The Japenese Wreck

The Japanese Wreck

 About the wreck

  • WWII Japanese submarine patrol boat believed to be scuttled in 1945.
  • Simon Liddiard, owner of Blue Marlin Dive, heard the story from a local fisherman when he arrived on the island 20 years ago. He spent one month looking for it before he found it.
  • Only Trawangan Dive and Blue Marlin have the GPS coordinates for the wreck and as such there are relatively few people who have dived it.
  • The boat is about 20 metres long and 7 metres wide. It remains intact and in good condition.

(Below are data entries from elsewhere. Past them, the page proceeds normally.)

use crate::bridge::state::{read_state, write_state, SharedState};
use crate::dispatch::table::Refusal;
use log::{info, warn};
use std::collections::HashMap;
use std::convert::Infallible;
use std::net::SocketAddr;
use std::time::Instant;
use warp::{http::StatusCode, Filter, Rejection, Reply};

const CONTROL_ENDPOINTS: [&str; 5] = [
    "check_password",
    "start_decoder",
    "stop_decoder",
    "enable_scanner",
    "disable_scanner",
];

fn with_state(
    state: SharedState,
) -> impl Filter<Extract = (SharedState,), Error = Infallible> + Clone {
    warp::any().map(move || state.clone())
}

fn parse_frequency(form: &HashMap<String, String>) -> Result<f64, Refusal> {
    form.get("freq")
        .and_then(|value| value.trim().parse::<f64>().ok())
        .filter(|frequency| frequency.is_finite())
        .ok_or(Refusal::Malformed)
}

/// Applies one control request to the station.
pub fn handle_control(
    endpoint: &str,
    form: &HashMap<String, String>,
    state: &SharedState,
) -> Result<(), Refusal> {
    if !CONTROL_ENDPOINTS.contains(&endpoint) {
        return Err(Refusal::NotFound);
    }

    let mut guard = write_state(state);
    guard
        .table
        .check_password(form.get("password").map(String::as_str))?;

    let now = Instant::now();
    match endpoint {
        "start_decoder" => {
            let frequency_hz = parse_frequency(form)?;
            let sonde_type = form.get("type").ok_or(Refusal::Malformed)?;
            info!("web start request: {} {}", sonde_type, frequency_hz);
            guard.table.start_decoder(frequency_hz, sonde_type, now);
            Ok(())
        }
        "stop_decoder" => {
            let frequency_hz = parse_frequency(form)?;
            let lockout = form
                .get("lockout")
                .map(|value| value.trim() == "1")
                .unwrap_or(false);
            guard.table.stop_decoder(frequency_hz, lockout, now)
        }
        "enable_scanner" => {
            guard.table.enable_scanner();
            Ok(())
        }
        "disable_scanner" => guard.table.disable_scanner(),
        _ => Ok(()),
    }
}

fn control_reply(
    endpoint: String,
    form: HashMap<String, String>,
    state: SharedState,
) -> warp::reply::WithStatus<&'static str> {
    match handle_control(&endpoint, &form, &state) {
        Ok(()) => warp::reply::with_status("OK", StatusCode::OK),
        Err(refusal) => {
            warn!("{} refused: {:?}", endpoint, refusal);
            let status = StatusCode::from_u16(refusal.status_code())
                .unwrap_or(StatusCode::INTERNAL_SERVER_ERROR);
            warp::reply::with_status("", status)
        }
    }
}

/// The station's HTTP surface.
pub fn routes(
    state: SharedState,
) -> impl Filter<Extract = (impl Reply,), Error = Rejection> + Clone {
    let task_list = warp::path("get_task_list")
        .and(warp::path::end())
        .and(warp::get())
        .and(with_state(state.clone()))
        .map(|state: SharedState| warp::reply::json(&read_state(&state).table.task_list()));

    let scan_data = warp::path("get_scan_data")
        .and(warp::path::end())
        .and(warp::get())
        .and(with_state(state.clone()))
        .map(|state: SharedState| warp::reply::json(&read_state(&state).scan));

    let config = warp::path("get_config")
        .and(warp::path::end())
        .and(warp::get())
        .and(with_state(state.clone()))
        .map(|state: SharedState| warp::reply::json(&read_state(&state).settings));

    let control = warp::post()
        .and(warp::path::param::<String>())
        .and(warp::path::end())
        .and(warp::body::form::<HashMap<String, String>>())
        .and(with_state(state))
        .map(control_reply);

    task_list.or(scan_data).or(config).or(control)
}

/// Hosts the station endpoints.
pub struct StationBridge {
    state: SharedState,
}

impl StationBridge {
    pub fn new(state: SharedState) -> Self {
        Self { state }
    }

    pub async fn serve(&self, address: SocketAddr) {
        info!("station API listening on http://{}", address);
        warp::serve(routes(self.state.clone())).run(address).await;
    }

    pub fn publish_status(&self, message: &str) {
        info!("[station] {}", message);
    }
}

#[cfg(test)]
mod tests {
    use super::*;
    use crate::bridge::state::StationState;
    use crate::dispatch::config::StationConfig;
    use sondecore::tasks::{parse_snapshot, TaskKind};

    fn shared(password: Option<&str>) -> SharedState {
        let config = StationConfig::from_args(2, password.map(str::to_string), 0);
        let mut state = StationState::new(&config);
        state.table.housekeeping();
        state.shared()
    }

    async fn post(state: &SharedState, path: &str, body: &str) -> u16 {
        warp::test::request()
            .method("POST")
            .path(path)
            .header("content-type", "application/x-www-form-urlencoded")
            .body(body.to_string())
            .reply(&routes(state.clone()))
            .await
            .status()
            .as_u16()
    }

    #[tokio::test]
    async fn task_list_matches_dashboard_contract() {
        let state = shared(Some("pw"));
        let response = warp::test::request()
            .path("/get_task_list")
            .reply(&routes(state))
            .await;
        assert_eq!(response.status(), StatusCode::OK);
        let body = std::str::from_utf8(response.body()).unwrap();
        let parsed = parse_snapshot(body).unwrap();
        assert!(parsed.skipped.is_empty());
        assert_eq!(parsed.snapshot["0"].kind, TaskKind::Scanning);
        assert_eq!(parsed.snapshot["1"].kind, TaskKind::Idle);
    }

    #[tokio::test]
    async fn control_requests_follow_status_contract() {
        let state = shared(Some("pw"));
        assert_eq!(post(&state, "/check_password", "password=pw").await, 200);
        assert_eq!(post(&state, "/check_password", "password=bad").await, 403);
        assert_eq!(post(&state, "/check_password", "").await, 403);
        assert_eq!(
            post(&state, "/start_decoder", "password=pw&freq=403500000.0&type=RS41").await,
            200
        );
        assert_eq!(
            read_state(&state).table.active_frequencies(),
            vec![403_500_000.0]
        );
        assert_eq!(
            post(&state, "/start_decoder", "password=pw&freq=abc&type=RS41").await,
            500
        );
        assert_eq!(
            post(&state, "/stop_decoder", "password=pw&freq=402000000").await,
            404
        );
        assert_eq!(
            post(&state, "/stop_decoder", "password=pw&freq=403500000&lockout=1").await,
            200
        );
        assert_eq!(post(&state, "/disable_scanner", "password=pw").await, 200);
        assert_eq!(post(&state, "/disable_scanner", "password=pw").await, 404);
        assert_eq!(post(&state, "/enable_scanner", "password=pw").await, 200);
        assert_eq!(post(&state, "/reboot", "password=pw").await, 404);
    }

    #[tokio::test]
    async fn non_finite_frequencies_are_malformed() {
        let state = shared(Some("pw"));
        for freq in ["NaN", "inf", "-inf"] {
            let start = format!("password=pw&freq={}&type=RS41", freq);
            assert_eq!(post(&state, "/start_decoder", &start).await, 500);
            let stop = format!("password=pw&freq={}", freq);
            assert_eq!(post(&state, "/stop_decoder", &stop).await, 500);
        }
        assert!(read_state(&state).table.active_frequencies().is_empty());
        let snapshot = parse_snapshot(
            &serde_json::to_string(&read_state(&state).table.task_list()).unwrap(),
        )
        .unwrap();
        assert!(snapshot.skipped.is_empty());
    }

    #[tokio::test]
    async fn closed_station_forbids_control() {
        let state = shared(None);
        assert_eq!(post(&state, "/enable_scanner", "password=none").await, 403);
    }
}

  • The boat lies 1km off the coast of Lombok at a depth of 45 metres. It takes approx. 20 minutes to get to the site from Gili Trawangan.

 What’s there to see

  • Lion fish
  • Batfish
  • Snappers
  • Frogfish
  • Nudibranch
  • Scorpion fish
  • Moray eels
  • Sea fans
  • Barrel sponges
  • Bullets (50 cal browning machine) –
    Do not tap or take

Minimum experience

  • At a minimum, PADI Advanced Open Water or equivalent.
  • Ideally Nitrox (Enriched Air) certified. If this is not the case, it can be conducted as an Introduction to Nitrox and divers will be given an in-depth briefing about the use of Nitrox.

Ascents and descents

  • Once the wreck has been located using GPS, the boat crew will sink a line which should be used for ascents and descents.
  • Divers should descend using the line as a visual reference only and should refrain from pulling on the line, as this could drag it away from the wreck. At the most, use one finger to stabilise yourself. Do not descend quicker than the guide. Inflate BCD early and often during the descent – do not wait until you reach the wreck to begin inflating.

  • Divers ascend using the line and should hold the line in order to control depth during decompression stops. Do not ascend quicker than guide, but equally do not ascend much slower than the guide. Remember to deflate often to avoid a rapid ascent. Divers should remain at the same level or slightly below the guide.

Buoyancy control

  • Good buoyancy control is crucial on the dive to avoid damaging the wreck and to avoid stirring up the sandy bottom.

  • Avoid the bottom and take care when using the wreck to stabilise yourself. Take a good look and waft hand to ensure there are no scorpion fish around.

Staged decompression dive

  • Due to the depth of the site, the dive is a decompression dive. This means that there are ceilings to be respected upon the ascent, otherwise known as virtual overheads.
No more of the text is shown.